November 20, 2012
Julia Arnold is a Program Associate for Grameen Foundation’s Microsavings initiative. If you have any questions for Julia about her time in India with the members of Cashpor, she will answer them here in the comments section.
In July, on behalf of Grameen Foundation’s Microsavings initiative, I went to Cashpor Microcredit in Varanasi, India, to conduct research on mobile phone use among its savings and credit clients. The microfinance institution (MFI) began offering savings services via mobile phones in July 2011, providing a vital financial service to its clients to which they would not otherwise have access. Building assets through a safe, reliable savings account helps the poor plan for the future and mitigate the risk of small, unreliable incomes.
Though we understood that a majority of Cashpor clients had some access to a mobile phone before the MFI began offering the savings services, there is global evidence that poor women have limited access to and literacy with mobile devices. We wanted to know if the mobile phone requirement in Cashpor’s program limited the ability of its clients, all of whom are female, to access the savings services.
We spoke with women who owned phones, those who borrowed phones and those who had no access to a phone. It turned out that half of the women who borrow phones to save with Cashpor reported that there were times when they wanted to use the phone but didn’t have access to it. And many of the women who owned a phone were unable to use it independently, because their knowledge of how to use the phone is limited. All of the women relied on Cashpor to make their savings deposits on their behalf.
I spent nearly a month in Varanasi and interviewed 65 clients – to whom I am indebted for sharing their time and stories with me. I spoke to women with varied experiences with mobile phones. Babita, a savings and credit client at Cashpor, owns her own phone and a very unique business: She manufactures ornate doll-sized brass chairs that are used by Hindu temples for rituals. Essentially, she makes seats for gods! Her nephew taught her how to use the phone, which enabled her to quickly learn how to check her savings balance using the five-digit SMS provided by Cashpor. Babita was clearly a leader in her group – she was extremely confident and other members told me she helped them with their phones.
In contrast to Babita, I met Asha, a new credit client. She does not have access to a phone, nor does she own a business. A small, rail-thin, demure woman, she spoke so quietly it was difficult to hear her at times. She is excluded from all household financial decisions – claiming that her husband and 18-year-old son take care of the finances since they earn money for the household by selling paan (a tobacco-like substance) and bangles. Her son owns a phone and she told us that both he and her daughter can use it. However, she doesn’t know how her son uses the phone – whether for work or to call family – and she doesn’t know if her husband or son have a savings account outside of Cashpor. Despite being left out of her household’s financial decisions, she did say that if she had access to a phone she would like to save with Cashpor.

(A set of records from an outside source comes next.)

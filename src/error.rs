//! Application error type and its HTTP representation.
//!
//! Every error leaves the service in the same envelope:
//!
//! ```json
//! { "status": "Error", "error": "url already exists" }
//! ```
//!
//! Validation, domain and infrastructure errors are reported with `200 OK`
//! so clients only branch on `status`. Failed authentication is the exception
//! and answers `401 Unauthorized` with a `WWW-Authenticate` challenge.
//!
//! `details` never reaches the client; it is logged when the response is built.

use axum::{
    Json,
    extract::rejection::JsonRejection,
    http::{HeaderValue, StatusCode, header},
    response::{IntoResponse, Response},
};
use serde_json::{Value, json};
use validator::ValidationErrors;

use crate::api::dto::response::ApiResponse;

/// Realm advertised in the basic auth challenge.
pub const AUTH_REALM: &str = "url-shortener";

#[derive(Debug, thiserror::Error)]
pub enum AppError {
    #[error("{message}")]
    Validation { message: String, details: Value },
    #[error("{message}")]
    NotFound { message: String, details: Value },
    #[error("{message}")]
    Conflict { message: String, details: Value },
    #[error("{message}")]
    Unauthorized { message: String, details: Value },
    #[error("{message}")]
    Internal { message: String, details: Value },
}

impl AppError {
    pub fn bad_request(message: impl Into<String>, details: Value) -> Self {
        Self::Validation {
            message: message.into(),
            details,
        }
    }
    pub fn not_found(message: impl Into<String>, details: Value) -> Self {
        Self::NotFound {
            message: message.into(),
            details,
        }
    }
    pub fn conflict(message: impl Into<String>, details: Value) -> Self {
        Self::Conflict {
            message: message.into(),
            details,
        }
    }
    pub fn unauthorized(message: impl Into<String>, details: Value) -> Self {
        Self::Unauthorized {
            message: message.into(),
            details,
        }
    }
    pub fn internal(message: impl Into<String>, details: Value) -> Self {
        Self::Internal {
            message: message.into(),
            details,
        }
    }

    /// Machine-readable category, used only in logs.
    pub fn code(&self) -> &'static str {
        match self {
            AppError::Validation { .. } => "validation_error",
            AppError::NotFound { .. } => "not_found",
            AppError::Conflict { .. } => "conflict",
            AppError::Unauthorized { .. } => "unauthorized",
            AppError::Internal { .. } => "internal_error",
        }
    }
}

impl IntoResponse for AppError {
    fn into_response(self) -> Response {
        let code = self.code();

        let (status, message, details) = match self {
            AppError::Unauthorized { message, details } => {
                (StatusCode::UNAUTHORIZED, message, details)
            }
            AppError::Validation { message, details }
            | AppError::NotFound { message, details }
            | AppError::Conflict { message, details }
            | AppError::Internal { message, details } => (StatusCode::OK, message, details),
        };

        tracing::debug!(code, %details, "request rejected: {}", message);

        let mut response = (status, Json(ApiResponse::error(message))).into_response();

        if status == StatusCode::UNAUTHORIZED
            && let Ok(challenge) =
                HeaderValue::from_str(&format!("Basic realm=\"{AUTH_REALM}\""))
        {
            response
                .headers_mut()
                .insert(header::WWW_AUTHENTICATE, challenge);
        }

        response
    }
}

/// Converts field validation failures into a single readable message.
///
/// When several fields fail, the first one in field-name order wins so the
/// message is stable between requests.
impl From<ValidationErrors> for AppError {
    fn from(errors: ValidationErrors) -> Self {
        let field_errors = errors.field_errors();

        let mut fields: Vec<_> = field_errors.iter().collect();
        fields.sort_by(|a, b| a.0.cmp(b.0));

        let message = fields
            .first()
            .and_then(|(field, errs)| {
                errs.first().map(|e| {
                    e.message
                        .as_ref()
                        .map(|m| m.to_string())
                        .unwrap_or_else(|| format!("field {field} is not valid"))
                })
            })
            .unwrap_or_else(|| "invalid request".to_string());

        AppError::bad_request(message, json!({ "fields": errors.to_string() }))
    }
}

impl From<JsonRejection> for AppError {
    fn from(rejection: JsonRejection) -> Self {
        AppError::bad_request(
            "failed to decode request",
            json!({ "reason": rejection.body_text() }),
        )
    }
}

#[cfg(test)]
mod tests {
    use super::*;
    use serde::Deserialize;
    use validator::Validate;

    #[derive(Debug, Deserialize, Validate)]
    struct Probe {
        #[validate(url(message = "field URL is not a valid URL"))]
        url: String,
    }

    #[test]
    fn test_display_uses_message() {
        let err = AppError::conflict("url already exists", json!({ "alias": "ex1" }));
        assert_eq!(err.to_string(), "url already exists");
        assert_eq!(err.code(), "conflict");
    }

    #[test]
    fn test_validation_errors_keep_field_message() {
        let probe = Probe {
            url: "invalid_url".to_string(),
        };

        let err: AppError = probe.validate().unwrap_err().into();

        assert!(matches!(err, AppError::Validation { .. }));
        assert_eq!(err.to_string(), "field URL is not a valid URL");
    }

    #[test]
    fn test_domain_errors_use_ok_status() {
        let response = AppError::not_found("not found", json!({})).into_response();
        assert_eq!(response.status(), StatusCode::OK);

        let response = AppError::internal("internal error", json!({})).into_response();
        assert_eq!(response.status(), StatusCode::OK);
    }

    #[test]
    fn test_unauthorized_sets_challenge() {
        let response = AppError::unauthorized("unauthorized", json!({})).into_response();

        assert_eq!(response.status(), StatusCode::UNAUTHORIZED);
        assert_eq!(
            response.headers().get(header::WWW_AUTHENTICATE).unwrap(),
            "Basic realm=\"url-shortener\""
        );
    }
}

I also spoke to women who borrowed a household phone to save with Cashpor. Many of these women told me their husbands owned the phone, but it was considered a household phone – an asset available to everyone under the roof. Like Bindu, a credit and savings client, these women cannot use the phone on their own. To save, the Cashpor center manager conducts all the transactions on their behalf, including checking their balance. When I asked Bindu why she did not own her own phone, she said they cost too much and she cannot use it on her own. Like these women, Bindu primarily uses the phone to call relatives, relying on her husband to dial the phone for her.
These three women are just the tip of the iceberg when it comes to understanding how Cashpor’s clients use the mobile phone. Three lessons are clear from the study:
- Cashpor (or any MFIs who want to offer mobile-based savings services) must promote mobile phone ownership if the phone is to remain a requirement for delivering savings. Providing financial services on a borrowed phone is not sustainable; the mobile requirement excludes customers without access to a phone.
- Cashpor must also find a way to train users on how to use the mobile phone. Most of the women relied on a family member to use the phone. Mobile phone literacy creates a sense of ownership of the product and trust in the institution, as well as the mobile phone as the medium.
- The children of Cashpor’s clients are teaching themselves how to use the phones and passing that knowledge to their mothers.
Cashpor is providing a vital service to which its clients would not otherwise have access. Taking the lessons from this study, it may be able to provide this service more effectively and with longer lasting benefit to its clients.